Prompt:
Out of the data below, copy every line with the string "enum".
════════
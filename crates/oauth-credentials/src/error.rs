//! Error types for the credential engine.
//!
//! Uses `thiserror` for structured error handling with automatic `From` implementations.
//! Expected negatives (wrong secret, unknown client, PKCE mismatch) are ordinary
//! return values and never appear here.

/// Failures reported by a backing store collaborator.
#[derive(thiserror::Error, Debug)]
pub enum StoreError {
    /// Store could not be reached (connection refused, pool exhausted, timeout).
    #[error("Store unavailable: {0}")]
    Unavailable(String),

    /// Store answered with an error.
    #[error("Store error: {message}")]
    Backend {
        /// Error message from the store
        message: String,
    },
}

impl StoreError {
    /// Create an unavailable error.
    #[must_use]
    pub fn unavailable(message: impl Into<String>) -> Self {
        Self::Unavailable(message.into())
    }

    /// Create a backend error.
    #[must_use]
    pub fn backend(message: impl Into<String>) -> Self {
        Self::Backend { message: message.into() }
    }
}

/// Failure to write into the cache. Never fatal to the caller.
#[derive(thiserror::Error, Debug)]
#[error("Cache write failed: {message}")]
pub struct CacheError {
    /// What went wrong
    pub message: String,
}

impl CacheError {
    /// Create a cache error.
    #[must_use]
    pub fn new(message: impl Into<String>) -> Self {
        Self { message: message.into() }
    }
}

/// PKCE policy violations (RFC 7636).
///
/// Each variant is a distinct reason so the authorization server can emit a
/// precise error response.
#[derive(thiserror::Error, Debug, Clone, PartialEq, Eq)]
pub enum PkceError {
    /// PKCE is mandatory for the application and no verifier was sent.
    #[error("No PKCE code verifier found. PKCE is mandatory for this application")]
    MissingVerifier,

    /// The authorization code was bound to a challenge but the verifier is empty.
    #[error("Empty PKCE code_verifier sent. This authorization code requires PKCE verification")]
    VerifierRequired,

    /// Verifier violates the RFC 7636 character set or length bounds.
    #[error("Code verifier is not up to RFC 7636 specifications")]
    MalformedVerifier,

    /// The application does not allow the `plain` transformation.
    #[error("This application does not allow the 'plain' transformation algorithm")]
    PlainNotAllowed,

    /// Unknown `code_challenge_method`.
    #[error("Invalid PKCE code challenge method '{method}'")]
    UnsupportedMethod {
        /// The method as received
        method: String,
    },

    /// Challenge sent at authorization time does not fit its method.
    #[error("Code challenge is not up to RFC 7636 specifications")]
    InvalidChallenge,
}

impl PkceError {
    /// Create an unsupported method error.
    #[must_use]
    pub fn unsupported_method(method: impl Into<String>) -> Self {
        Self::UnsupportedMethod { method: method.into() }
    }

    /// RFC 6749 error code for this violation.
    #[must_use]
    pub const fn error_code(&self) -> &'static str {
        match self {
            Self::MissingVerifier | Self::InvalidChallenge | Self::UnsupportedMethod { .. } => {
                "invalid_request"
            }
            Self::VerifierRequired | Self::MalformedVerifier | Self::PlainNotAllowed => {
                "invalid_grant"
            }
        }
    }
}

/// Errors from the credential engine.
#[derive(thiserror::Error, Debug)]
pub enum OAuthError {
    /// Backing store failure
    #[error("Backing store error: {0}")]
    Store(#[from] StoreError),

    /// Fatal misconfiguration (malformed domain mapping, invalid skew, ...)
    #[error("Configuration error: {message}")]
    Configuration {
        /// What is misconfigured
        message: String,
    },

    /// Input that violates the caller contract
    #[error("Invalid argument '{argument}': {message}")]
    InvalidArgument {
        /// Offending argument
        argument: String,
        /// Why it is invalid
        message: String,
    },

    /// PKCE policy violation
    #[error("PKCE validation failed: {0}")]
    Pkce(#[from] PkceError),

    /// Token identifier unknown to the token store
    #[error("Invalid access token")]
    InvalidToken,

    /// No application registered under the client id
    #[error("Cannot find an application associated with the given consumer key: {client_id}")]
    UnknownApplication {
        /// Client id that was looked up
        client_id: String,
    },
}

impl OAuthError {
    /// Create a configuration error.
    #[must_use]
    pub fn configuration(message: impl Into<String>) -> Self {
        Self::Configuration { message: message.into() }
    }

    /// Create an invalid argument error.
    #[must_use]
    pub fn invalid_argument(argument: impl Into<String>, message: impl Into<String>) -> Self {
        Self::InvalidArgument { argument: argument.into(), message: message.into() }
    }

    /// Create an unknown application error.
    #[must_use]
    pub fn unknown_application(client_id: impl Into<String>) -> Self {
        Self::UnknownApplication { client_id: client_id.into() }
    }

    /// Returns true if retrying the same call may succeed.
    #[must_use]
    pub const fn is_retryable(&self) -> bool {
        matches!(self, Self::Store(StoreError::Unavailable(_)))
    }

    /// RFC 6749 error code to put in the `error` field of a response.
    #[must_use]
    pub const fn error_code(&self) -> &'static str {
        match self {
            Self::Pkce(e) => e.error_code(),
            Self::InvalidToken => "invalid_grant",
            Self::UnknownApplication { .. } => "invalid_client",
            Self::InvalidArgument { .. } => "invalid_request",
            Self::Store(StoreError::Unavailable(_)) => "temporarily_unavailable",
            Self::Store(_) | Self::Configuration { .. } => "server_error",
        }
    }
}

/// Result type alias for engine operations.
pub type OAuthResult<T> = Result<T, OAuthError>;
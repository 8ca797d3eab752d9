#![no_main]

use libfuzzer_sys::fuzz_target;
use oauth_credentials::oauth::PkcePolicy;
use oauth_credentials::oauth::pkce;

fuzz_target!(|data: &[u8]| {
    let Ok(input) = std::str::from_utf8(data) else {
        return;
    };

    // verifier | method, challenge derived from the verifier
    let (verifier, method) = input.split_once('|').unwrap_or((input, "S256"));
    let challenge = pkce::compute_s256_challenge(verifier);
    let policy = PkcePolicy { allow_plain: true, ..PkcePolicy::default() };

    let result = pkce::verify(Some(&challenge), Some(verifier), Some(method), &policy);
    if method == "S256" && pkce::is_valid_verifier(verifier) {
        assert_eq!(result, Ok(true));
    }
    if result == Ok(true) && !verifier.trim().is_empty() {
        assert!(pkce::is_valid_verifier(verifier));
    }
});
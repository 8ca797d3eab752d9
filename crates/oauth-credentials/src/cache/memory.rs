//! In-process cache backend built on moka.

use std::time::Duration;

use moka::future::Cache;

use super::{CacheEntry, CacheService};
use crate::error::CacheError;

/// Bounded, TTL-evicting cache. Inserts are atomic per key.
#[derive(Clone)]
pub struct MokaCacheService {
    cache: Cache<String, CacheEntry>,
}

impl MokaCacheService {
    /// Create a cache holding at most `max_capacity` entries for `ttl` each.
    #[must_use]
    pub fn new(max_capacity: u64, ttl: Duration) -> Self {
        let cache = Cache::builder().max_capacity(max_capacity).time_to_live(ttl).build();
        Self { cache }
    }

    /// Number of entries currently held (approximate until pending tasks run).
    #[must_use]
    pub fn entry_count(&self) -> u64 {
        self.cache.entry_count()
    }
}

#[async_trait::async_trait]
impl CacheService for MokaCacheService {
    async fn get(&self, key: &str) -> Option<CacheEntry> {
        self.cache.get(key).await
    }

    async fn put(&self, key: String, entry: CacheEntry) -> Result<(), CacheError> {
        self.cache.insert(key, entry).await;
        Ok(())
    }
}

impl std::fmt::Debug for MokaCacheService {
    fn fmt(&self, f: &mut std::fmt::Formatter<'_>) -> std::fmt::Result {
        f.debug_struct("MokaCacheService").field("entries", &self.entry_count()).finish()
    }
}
════════
The answer:
pub enum StoreError {
pub enum PkceError {
pub enum OAuthError {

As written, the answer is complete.